Bus company owner guilty of two counts

The Spokesman-Review
 

The owner of the bus that exploded and killed 23 people during the Hurricane Rita evacuation was acquitted Tuesday of one safety violation charge but was convicted on two lesser counts.

James Maples, 65, was found not guilty of conspiring to falsify logs but convicted of poorly maintaining his fleet and not requiring drivers to fill out vehicle inspection reports. His company, Global Limo Inc., which was also on trial, was found guilty on all charges.

Global Limo faces a $500,000 fine on the conspiracy count and a $200,000 fine on each of the two other convictions. Maples faces up to a year in federal prison and a $100,000 fine on each of his two convictions. Sentencing is set for Dec. 14.

The trial stemmed from a federal investigation into a Global Limo bus that exploded and burned while stuck in traffic on Sept. 23, 2005, killing 23 elderly patients too frail to escape.

But none of the charges was directly related to the bus accident.

Washington

Guard just misses ‘06 recruiting goal

The Army National Guard fell slightly short of its recruiting goal this year, rebounding from a severe deficit in 2005 and exceeding its goal for re-enlistments, defense officials said Tuesday.

Lt. Gen. H. Steven Blum, chief of the National Guard Bureau, said the results for the 2006 budget year that ended Sept. 30 were the best since he took the post more than three years ago, and he said the outcome was far brighter than was forecast a year ago when the Guard fell 20 percent short of its recruiting goal.

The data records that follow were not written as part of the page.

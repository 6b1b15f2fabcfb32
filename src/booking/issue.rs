use time::{OffsetDateTime, PrimitiveDateTime};

use super::{find_next_slot, Error, Route, Store};
use crate::db::{
    requester::{Curp, Fields},
    ticket::{self, Status, Ticket},
};

/// A citizen's request for a new turno, as submitted by the public
/// form.
#[derive(Clone, Debug)]
pub struct Request {
    pub route: Route,
    pub curp: Curp,
    pub requester: Fields,
    pub notes: Option<String>,
}

impl Request {
    /// Field-level validation. Runs before any transaction is opened.
    pub fn validate(&self) -> Result<(), Error> {
        validate_fields(&self.requester)
    }
}

pub(super) fn validate_fields(fields: &Fields) -> Result<(), Error> {
    use Error::MissingField as Missing;

    if fields.full_name.trim().is_empty() {
        return Err(Missing("fullName"));
    }
    if fields.given_name.trim().is_empty() {
        return Err(Missing("givenName"));
    }
    if fields.paternal_surname.trim().is_empty() {
        return Err(Missing("paternalSurname"));
    }
    if fields.mobile.trim().is_empty() {
        return Err(Missing("mobile"));
    }
    Ok(())
}

/// Issues a new turno: finds the next free slot, upserts the
/// requester, assigns the next folio of the office's municipality, and
/// inserts the pending ticket.
///
/// Must run inside a single store transaction; any error leaves
/// nothing behind once the caller rolls back. The folio step is the
/// serialization point for concurrent issuances within one
/// municipality, while the slot is only re-validated by the store's
/// uniqueness guarantee at insert time.
pub async fn issue_ticket<S>(
    store: &S,
    now: PrimitiveDateTime,
    request: &Request,
) -> Result<Ticket, Error>
where
    S: Store + ?Sized,
{
    request.validate()?;

    let (on, at) = find_next_slot(store, request.route.office, now)
        .await?
        .ok_or(Error::NoAvailability)?;

    let requester = store
        .upsert_requester(&request.curp, &request.requester)
        .await?;

    let office = store
        .office_by_id(request.route.office)
        .await?
        .ok_or(Error::UnknownOffice(request.route.office))?;

    let number = store.next_folio(office.municipality).await?;

    let ticket = Ticket {
        id: ticket::Id::new(),
        requester,
        office: office.id,
        number,
        scheduled_on: on,
        scheduled_at: at,
        level: request.route.level,
        subject: request.route.subject,
        status: Status::Pending,
        lookup_code: request.curp.to_string(),
        notes: request.notes.clone(),
        created_at: OffsetDateTime::now_utc(),
    };
    store.insert_ticket(&ticket).await?;

    Ok(ticket)
}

Blum said he was not authorized to discuss specific numbers, but other officials said the Guard achieved 99 percent of its goal of 70,000 recruits.

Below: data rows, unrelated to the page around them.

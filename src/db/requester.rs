use std::{error::Error as StdError, str::FromStr};

use derive_more::Display;
use serde::{Deserialize, Serialize};
use time::OffsetDateTime;
use tokio_postgres::types::{
    accepts, private::BytesMut, to_sql_checked, FromSql, IsNull, ToSql, Type,
};

use super::{Error, Tx};

/// A citizen on record. Identified by CURP; every new submission with
/// the same CURP overwrites the mutable fields (last submission wins).
#[derive(Clone, Debug)]
pub struct Requester {
    pub id: Id,
    pub curp: Curp,
    pub fields: Fields,
    pub registered_at: OffsetDateTime,
}

/// The mutable part of a [`Requester`], as submitted by the public form.
#[derive(Clone, Debug, PartialEq)]
pub struct Fields {
    /// Name of the person doing the paperwork, which is not necessarily
    /// the applicant.
    pub full_name: String,
    pub given_name: String,
    pub paternal_surname: String,
    pub maternal_surname: Option<String>,
    pub phone: Option<String>,
    pub mobile: String,
    pub email: Option<String>,
}

#[derive(
    Clone, Copy, Debug, Default, Deserialize, Display, Eq, Hash, PartialEq,
    Serialize,
)]
pub struct Id(i32);

impl From<i32> for Id {
    fn from(value: i32) -> Self {
        Self(value)
    }
}

impl FromSql<'_> for Id {
    accepts!(INT4);

    fn from_sql(
        ty: &Type,
        raw: &[u8],
    ) -> Result<Self, Box<dyn StdError + Sync + Send>> {
        i32::from_sql(ty, raw).map(Self)
    }
}

impl ToSql for Id {
    accepts!(INT4);

    to_sql_checked!();

    fn to_sql(
        &self,
        ty: &Type,
        out: &mut BytesMut,
    ) -> Result<IsNull, Box<dyn StdError + Sync + Send>> {
        self.0.to_sql(ty, out)
    }
}

/// An 18-character national-ID string, uppercased and shape-checked at
/// the boundary.
#[derive(Clone, Debug, Display, Eq, Hash, PartialEq)]
pub struct Curp(String);

impl Curp {
    pub fn as_str(&self) -> &str {
        &self.0
    }
}

impl FromStr for Curp {
    type Err = InvalidCurp;

    fn from_str(s: &str) -> Result<Self, Self::Err> {
        let s = s.trim().to_ascii_uppercase();
        if s.len() == 18 && s.bytes().all(|b| b.is_ascii_alphanumeric()) {
            Ok(Self(s))
        } else {
            Err(InvalidCurp)
        }
    }
}

#[derive(Clone, Copy, Debug, Display)]
#[display("CURP must be 18 alphanumeric characters")]
pub struct InvalidCurp;

impl StdError for InvalidCurp {}

impl FromSql<'_> for Curp {
    accepts!(TEXT, VARCHAR);

    fn from_sql(
        ty: &Type,
        raw: &[u8],
    ) -> Result<Self, Box<dyn StdError + Sync + Send>> {
        String::from_sql(ty, raw).map(Self)
    }
}

impl ToSql for Curp {
    accepts!(TEXT, VARCHAR);

    to_sql_checked!();

    fn to_sql(
        &self,
        ty: &Type,
        out: &mut BytesMut,
    ) -> Result<IsNull, Box<dyn StdError + Sync + Send>> {
        self.0.to_sql(ty, out)
    }
}

impl Tx<'_> {
    pub async fn write_requester(
        &self,
        curp: &Curp,
        fields: &Fields,
    ) -> Result<Id, Error> {
        const SQL: &str = "\
            INSERT INTO requesters (curp, full_name, given_name, \
                                    paternal_surname, maternal_surname, \
                                    phone, mobile, email) \
            VALUES ($1, $2, $3, $4, $5, $6, $7, $8) \
            ON CONFLICT (curp) DO UPDATE \
            SET full_name = EXCLUDED.full_name, \
                given_name = EXCLUDED.given_name, \
                paternal_surname = EXCLUDED.paternal_surname, \
                maternal_surname = EXCLUDED.maternal_surname, \
                phone = EXCLUDED.phone, \
                mobile = EXCLUDED.mobile, \
                email = EXCLUDED.email \
            RETURNING id";
        Ok(self
            .0
            .query_one(
                SQL,
                &[
                    curp,
                    &fields.full_name,
                    &fields.given_name,
                    &fields.paternal_surname,
                    &fields.maternal_surname,
                    &fields.phone,
                    &fields.mobile,
                    &fields.email,
                ],
            )
            .await?
            .get("id"))
    }

    pub async fn set_requester_fields(
        &self,
        id: Id,
        fields: &Fields,
    ) -> Result<u64, Error> {
        const SQL: &str = "\
            UPDATE requesters \
            SET full_name = $2, given_name = $3, paternal_surname = $4, \
                maternal_surname = $5, phone = $6, mobile = $7, \
                email = $8 \
            WHERE id = $1";
        Ok(self
            .0
            .execute(
                SQL,
                &[
                    &id,
                    &fields.full_name,
                    &fields.given_name,
                    &fields.paternal_surname,
                    &fields.maternal_surname,
                    &fields.phone,
                    &fields.mobile,
                    &fields.email,
                ],
            )
            .await?)
    }
}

Blum attributed the improved recruiting result in part to the fact that fewer Guardsmen were deployed in Iraq this past year and thus had more direct influence in their own communities on encouraging others to join.

Los Angeles

DNA test demanded of Smith’s daughter

A man who claims to be the father of Anna Nicole Smith’s newborn daughter has filed a lawsuit demanding the reality TV star and baby girl return to California for paternity testing, his lawyer said Tuesday.

The lawsuit on behalf of Larry Birkhead, a photographer who says he is Smith’s former boyfriend, was filed Monday in Los Angeles Superior Court, attorney Debra Opri told the Associated Press.

She said Smith was served with court papers Monday in the Bahamas, where the 38-year-old former Playboy playmate has been mourning the death of her adult son. Daniel Wayne Smith died Sept. 10 while visiting his mother in the hospital where she had given birth three days earlier.

Howard K. Stern, an attorney for Smith, claims he is the father of the baby girl, Dannie Lynn Hope. He has said the couple plans to marry.

Washington

Agency says inmate mail not scrutinized

Mail for convicted terrorists and other dangerous federal inmates isn’t being fully read by prison authorities, and that is a risk to national security, a Justice Department review concluded Tuesday.

The U.S. Bureau of Prisons is supposed to translate and screen all mail to and from the highest-risk inmates – including terrorists, gang members and spies – for evidence of criminal activity. But that target was not being met consistently at 10 federal prisons and detention centers surveyed by the Justice Department’s inspector general.

“The threat remains that terrorist and other high-risk inmates can use mail and verbal communications to conduct terrorist or criminal activities while incarcerated,” concluded the report by Inspector General Glenn A. Fine.